Home » The Boston Terror Suspect and the issue of Miranda Rights
Last week, the world was shocked by the terrorist attacks in Boston, the largest on American soil since 9/11, during the annual Boston Marathon run. When the FBI had released information and pictures of their suspects, a 22-hour manhunt ensued and lead to the death of Tamerlan Tsarnaev and capture of a bloodied Dzhokhar Tsarnaev. In the midst of what unfolded in Boston, officials had disclosed to the public that they would not be reading the surviving suspect, Dzhokhar Tsarnaev, his Miranda rights. The reasons and soundness of the decision by the FBI was widely discussed and the topic started gaining traction in the blogosphere and was trending on Twitter.
Mr. Prutschi joins John Moore of NewsTalk1010 to discuss this hot legal topic and offer legal perspective on why the suspect was not read his Miranda rights and why it may be problematic down the line. Mr. Prutschi discusses the decision from the vantage point of the federal officials who took this unusual step to uphold public safety. Federal officials are first and foremost concerned with foiling and thwarting the prospects of any imminent acts of terror. “The right to remain silent” and “right to counsel” were not explicitly read so as to pressure the terrorist suspect to divulge information that would help prevent another attack that would jeopardize public safety.

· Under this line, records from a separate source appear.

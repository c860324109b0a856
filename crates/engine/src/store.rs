// SPDX-License-Identifier: BUSL-1.1
// Copyright (c) 2026 Alfred Jean LLC

//! Schedule store: the durable schedule settings and their change feed

use crate::journal::Journal;
use rota_core::{Operation, ScheduleSettings};
use rota_storage::WalError;
use tokio::sync::watch;

#[derive(Clone)]
pub struct ScheduleStore {
    journal: Journal,
    changes: watch::Sender<ScheduleSettings>,
}

impl ScheduleStore {
    pub fn new(journal: Journal) -> Self {
        let current = journal.read(|s| s.settings.clone());
        let (changes, _) = watch::channel(current);
        Self { journal, changes }
    }

    pub fn get(&self) -> ScheduleSettings {
        self.journal.read(|s| s.settings.clone())
    }

    /// Atomically read, modify and persist the settings
    ///
    /// A mutation that changes nothing is not logged and not broadcast.
    pub fn update(
        &self,
        mutate: impl FnOnce(&mut ScheduleSettings),
    ) -> Result<ScheduleSettings, WalError> {
        let (settings, changed) = self.journal.transact(|state| {
            let mut settings = state.settings.clone();
            mutate(&mut settings);
            if settings == state.settings {
                return Ok::<_, WalError>((None, (settings, false)));
            }
            let op = Operation::SettingsReplace {
                settings: settings.clone(),
            };
            Ok((Some(op), (settings, true)))
        })?;

        if changed {
            tracing::info!(
                enabled = settings.enabled,
                synchronized = settings.synchronized,
                "schedule settings updated"
            );
            self.changes.send_replace(settings.clone());
        }
        Ok(settings)
    }

    /// Receive the settings after every change
    pub fn subscribe(&self) -> watch::Receiver<ScheduleSettings> {
        self.changes.subscribe()
    }

    /// Publish settings changed by a cascading operation (album delete)
    pub fn refresh(&self) {
        let current = self.get();
        self.changes.send_if_modified(|published| {
            if *published == current {
                return false;
            }
            *published = current;
            true
        });
    }
}

#[cfg(test)]
#[path = "store_tests.rs"]
mod tests;
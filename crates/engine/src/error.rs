// SPDX-License-Identifier: BUSL-1.1
// Copyright (c) 2026 Alfred Jean LLC

//! Error types for the engine runtime

use rota_adapters::MediaError;
use rota_core::{CatalogError, RotationError};
use rota_storage::WalError;
use thiserror::Error;

/// Errors that can occur in the runtime
#[derive(Debug, Error)]
pub enum RuntimeError {
    #[error(transparent)]
    Catalog(#[from] CatalogError),
    #[error(transparent)]
    Rotation(#[from] RotationError),
    #[error("storage error: {0}")]
    Storage(#[from] WalError),
    #[error("media error: {0}")]
    Media(#[from] MediaError),
    #[error("invalid request: {0}")]
    InvalidRequest(String),
}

However, Mr. Prutschi also discusses the risk taken by investigative authorities that any information obtained by pre-Miranda questioning could end up being inadmissible in court during the suspect’s trial. Mr. Prutschi delves into an under -discussed point in that once the FBI and/ or local officials have extensively questioned the suspect, the balance of detecting ongoing threats to the public and what can be used against him in a court of law will be muddied and potentially offset. Normally, this has the potential to undermine and weaken the case for prosecution but Mr. Prutschi says that officials likely prioritized gaining intelligence at this stage worrying little about subsequent admissibility of evidence in light of other evidence external to the suspect that they feel is sufficient to garner a conviction.